* [EXERCISE OBJECTIVE]:
Each line that contains "iter" needs to be copied from the listing.

* [RECORDED INFORMATION]:
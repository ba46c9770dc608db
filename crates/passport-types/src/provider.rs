use std::fmt;
use std::str::FromStr;

use serde::{Deserialize, Serialize};

/// Identity provider a handshake talks to.
#[derive(Debug, Clone, Copy, PartialEq, Eq, Hash, Default, Serialize, Deserialize)]
#[serde(rename_all = "snake_case")]
pub enum ProviderKind {
    #[default]
    Facebook,
}

impl ProviderKind {
    /// Stable identifier used in telemetry, config and credential files.
    pub fn as_str(&self) -> &'static str {
        match self {
            ProviderKind::Facebook => "facebook",
        }
    }

    /// Human-readable provider name.
    pub fn display_name(&self) -> &'static str {
        match self {
            ProviderKind::Facebook => "Facebook",
        }
    }

    pub fn all() -> &'static [ProviderKind] {
        &[ProviderKind::Facebook]
    }
}

impl fmt::Display for ProviderKind {
    fn fmt(&self, f: &mut fmt::Formatter<'_>) -> fmt::Result {
        f.write_str(self.as_str())
    }
}

impl FromStr for ProviderKind {
    type Err = String;

    fn from_str(s: &str) -> Result<Self, Self::Err> {
        ProviderKind::all()
            .iter()
            .copied()
            .find(|kind| kind.as_str().eq_ignore_ascii_case(s.trim()))
            .ok_or_else(|| format!("unknown provider '{s}'"))
    }
}
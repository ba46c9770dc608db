//! Configuration management for passport.
//!
//! Loads configuration from ${PASSPORT_HOME}/config.toml with sensible defaults.

use std::fs;
use std::path::{Path, PathBuf};
use std::time::Duration;

use anyhow::{Context, Result};
use passport_types::{PermissionScope, ProviderKind};
use serde::{Deserialize, Serialize};

/// Returns the default config template with comments.
///
/// This is embedded from default_config.toml at compile time.
fn default_config_template() -> &'static str {
    include_str!("../default_config.toml")
}

pub mod paths {
    //! Path resolution for passport configuration and data files.
    //!
    //! PASSPORT_HOME resolution order:
    //! 1. PASSPORT_HOME environment variable (if set)
    //! 2. ~/.config/passport (default)

    use std::path::{Path, PathBuf};

    /// Returns the passport home directory.
    pub fn passport_home() -> PathBuf {
        if let Ok(home) = std::env::var("PASSPORT_HOME") {
            return PathBuf::from(home);
        }

        dirs::home_dir().map_or_else(
            || PathBuf::from(".passport"),
            |h| h.join(".config").join("passport"),
        )
    }

    /// Returns the path to the config.toml file.
    pub fn config_path() -> PathBuf {
        passport_home().join("config.toml")
    }

    /// Returns the path to the read-only credential cache.
    pub fn credentials_path() -> PathBuf {
        passport_home().join("credentials.json")
    }

    /// Resolves `path` against `home` unless it is already absolute.
    pub fn resolve(home: &Path, path: &str) -> PathBuf {
        let path = Path::new(path);
        if path.is_absolute() {
            path.to_path_buf()
        } else {
            home.join(path)
        }
    }
}

/// Identity provider settings.
#[derive(Debug, Clone, Serialize, Deserialize)]
#[serde(default)]
pub struct ProviderConfig {
    pub kind: ProviderKind,
    /// OAuth client id registered with the provider
    pub client_id: Option<String>,
    /// Provider login page
    pub authorize_url: String,
    /// Permissions requested when the caller does not pass any
    pub scopes: Vec<String>,
    /// Loopback port for the redirect listener (0 = OS chosen)
    pub callback_port: u16,
    pub callback_path: String,
    /// `code` redirects reach the listener; `token` needs a pasted URL
    pub response_type: String,
    pub open_browser: bool,
    /// Pending login timeout in seconds (0 disables)
    pub login_timeout_secs: u64,
}

impl ProviderConfig {
    const DEFAULT_AUTHORIZE_URL: &str = "https://www.facebook.com/v19.0/dialog/oauth";
    const DEFAULT_CALLBACK_PATH: &str = "/callback";
    const DEFAULT_RESPONSE_TYPE: &str = "code";
    const DEFAULT_LOGIN_TIMEOUT_SECS: u64 = 300;

    pub fn scope(&self) -> PermissionScope {
        self.scopes.iter().map(String::as_str).collect()
    }

    /// Returns the login timeout, or None when disabled.
    pub fn login_timeout(&self) -> Option<Duration> {
        (self.login_timeout_secs > 0).then(|| Duration::from_secs(self.login_timeout_secs))
    }
}

impl Default for ProviderConfig {
    fn default() -> Self {
        Self {
            kind: ProviderKind::default(),
            client_id: None,
            authorize_url: Self::DEFAULT_AUTHORIZE_URL.to_string(),
            scopes: vec!["email".to_string(), "public_profile".to_string()],
            callback_port: 0,
            callback_path: Self::DEFAULT_CALLBACK_PATH.to_string(),
            response_type: Self::DEFAULT_RESPONSE_TYPE.to_string(),
            open_browser: true,
            login_timeout_secs: Self::DEFAULT_LOGIN_TIMEOUT_SECS,
        }
    }
}

/// Telemetry sink settings.
#[derive(Debug, Clone, Serialize, Deserialize)]
#[serde(default)]
pub struct TelemetryConfig {
    pub enabled: bool,
    /// Append events as JSON lines to this file
    pub jsonl_path: Option<String>,
}

impl Default for TelemetryConfig {
    fn default() -> Self {
        Self {
            enabled: true,
            jsonl_path: None,
        }
    }
}

/// Log output settings.
#[derive(Debug, Clone, Serialize, Deserialize)]
#[serde(default)]
pub struct LoggingConfig {
    /// `EnvFilter` directive used when PASSPORT_LOG is not set
    pub filter: String,
    /// Write logs to this file instead of stderr
    pub file: Option<String>,
}

impl Default for LoggingConfig {
    fn default() -> Self {
        Self {
            filter: "info".to_string(),
            file: None,
        }
    }
}

/// Main configuration structure.
#[derive(Debug, Clone, Default, Serialize, Deserialize)]
#[serde(default)]
pub struct Config {
    pub provider: ProviderConfig,
    pub telemetry: TelemetryConfig,
    pub logging: LoggingConfig,
}

impl Config {
    /// Loads configuration from the default config path.
    ///
    /// # Errors
    /// Returns an error if the file exists but cannot be read or parsed.
    pub fn load() -> Result<Self> {
        Self::load_from(&paths::config_path())
    }

    /// Loads configuration from a specific path.
    /// Returns defaults if file doesn't exist.
    ///
    /// # Errors
    /// Returns an error if the file exists but cannot be read or parsed.
    pub fn load_from(path: &Path) -> Result<Self> {
        if path.exists() {
            let contents = fs::read_to_string(path)
                .with_context(|| format!("Failed to read config from {}", path.display()))?;
            toml::from_str(&contents)
                .with_context(|| format!("Failed to parse config from {}", path.display()))
        } else {
            Ok(Config::default())
        }
    }

    /// Writes the commented default template to `path`.
    ///
    /// # Errors
    /// Returns an error if the file already exists or cannot be written.
    pub fn init(path: &Path) -> Result<()> {
        if path.exists() {
            anyhow::bail!("Config file already exists at {}", path.display());
        }

        Self::write_config(path, default_config_template())
    }

    /// Resolved telemetry JSONL path, if configured.
    pub fn telemetry_jsonl_path(&self, home: &Path) -> Option<PathBuf> {
        self.telemetry
            .jsonl_path
            .as_deref()
            .map(|p| paths::resolve(home, p))
    }

    /// Resolved log file path, if configured.
    pub fn log_file_path(&self, home: &Path) -> Option<PathBuf> {
        self.logging.file.as_deref().map(|p| paths::resolve(home, p))
    }

    fn write_config(path: &Path, content: &str) -> Result<()> {
        if let Some(parent) = path.parent() {
            fs::create_dir_all(parent)
                .with_context(|| format!("Failed to create directory {}", parent.display()))?;
        }

        let tmp_path = path.with_extension("toml.tmp");
        fs::write(&tmp_path, content)
            .with_context(|| format!("Failed to write config to {}", tmp_path.display()))?;
        fs::rename(&tmp_path, path).with_context(|| {
            format!(
                "Failed to rename {} to {}",
                tmp_path.display(),
                path.display()
            )
        })?;

        Ok(())
    }
}

#[cfg(test)]
mod tests {
    use std::fs;

    use tempfile::tempdir;

    use super::*;

    #[test]
    fn test_load_missing_file_returns_defaults() {
        let dir = tempdir().unwrap();
        let config_path = dir.path().join("nonexistent.toml");

        let config = Config::load_from(&config_path).unwrap();
        assert_eq!(config.provider.kind, ProviderKind::Facebook);
        assert_eq!(config.provider.callback_path, "/callback");
        assert!(config.telemetry.enabled);
        assert_eq!(config.logging.filter, "info");
    }

    #[test]
    fn test_load_partial_config_merges_defaults() {
        let dir = tempdir().unwrap();
        let config_path = dir.path().join("config.toml");

        fs::write(
            &config_path,
            "[provider]\nclient_id = \"42\"\ncallback_port = 8899\n",
        )
        .unwrap();

        let config = Config::load_from(&config_path).unwrap();
        assert_eq!(config.provider.client_id.as_deref(), Some("42"));
        assert_eq!(config.provider.callback_port, 8899);
        assert_eq!(config.provider.response_type, "code");
        assert_eq!(config.provider.login_timeout(), Some(Duration::from_secs(300)));
    }

    #[test]
    fn test_load_invalid_toml_reports_path() {
        let dir = tempdir().unwrap();
        let config_path = dir.path().join("config.toml");
        fs::write(&config_path, "[provider\n").unwrap();

        let err = Config::load_from(&config_path).unwrap_err();
        assert!(format!("{err:#}").contains("config.toml"));
    }

    #[test]
    fn test_template_matches_defaults() {
        let config: Config = toml::from_str(default_config_template()).unwrap();
        let defaults = Config::default();
        assert_eq!(config.provider.authorize_url, defaults.provider.authorize_url);
        assert_eq!(config.provider.scopes, defaults.provider.scopes);
        assert_eq!(config.provider.response_type, defaults.provider.response_type);
        assert_eq!(
            config.provider.login_timeout_secs,
            defaults.provider.login_timeout_secs
        );
        assert_eq!(config.logging.filter, defaults.logging.filter);
    }

    #[test]
    fn test_init_creates_config_with_defaults() {
        let dir = tempdir().unwrap();
        let config_path = dir.path().join("subdir").join("config.toml");

        Config::init(&config_path).unwrap();

        assert!(config_path.exists());
        let contents = fs::read_to_string(&config_path).unwrap();
        assert!(contents.contains("[provider]"));
        assert!(contents.contains("# client_id ="));
    }

    #[test]
    fn test_init_fails_if_exists() {
        let dir = tempdir().unwrap();
        let config_path = dir.path().join("config.toml");

        fs::write(&config_path, "").unwrap();

        let result = Config::init(&config_path);
        assert!(result.is_err());
    }

    #[test]
    fn test_zero_timeout_disables_login_timeout() {
        let provider = ProviderConfig {
            login_timeout_secs: 0,
            ..ProviderConfig::default()
        };
        assert_eq!(provider.login_timeout(), None);
    }

    #[test]
    fn test_relative_paths_resolve_against_home() {
        let config = Config {
            telemetry: TelemetryConfig {
                enabled: true,
                jsonl_path: Some("telemetry.jsonl".to_string()),
            },
            ..Config::default()
        };
        let home = Path::new("/tmp/passport-home");
        assert_eq!(
            config.telemetry_jsonl_path(home),
            Some(home.join("telemetry.jsonl"))
        );
        assert_eq!(config.log_file_path(home), None);
    }
}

* [ANSWER TO THIS TASK]:
            .iter()
        self.scopes.iter().map(String::as_str).collect()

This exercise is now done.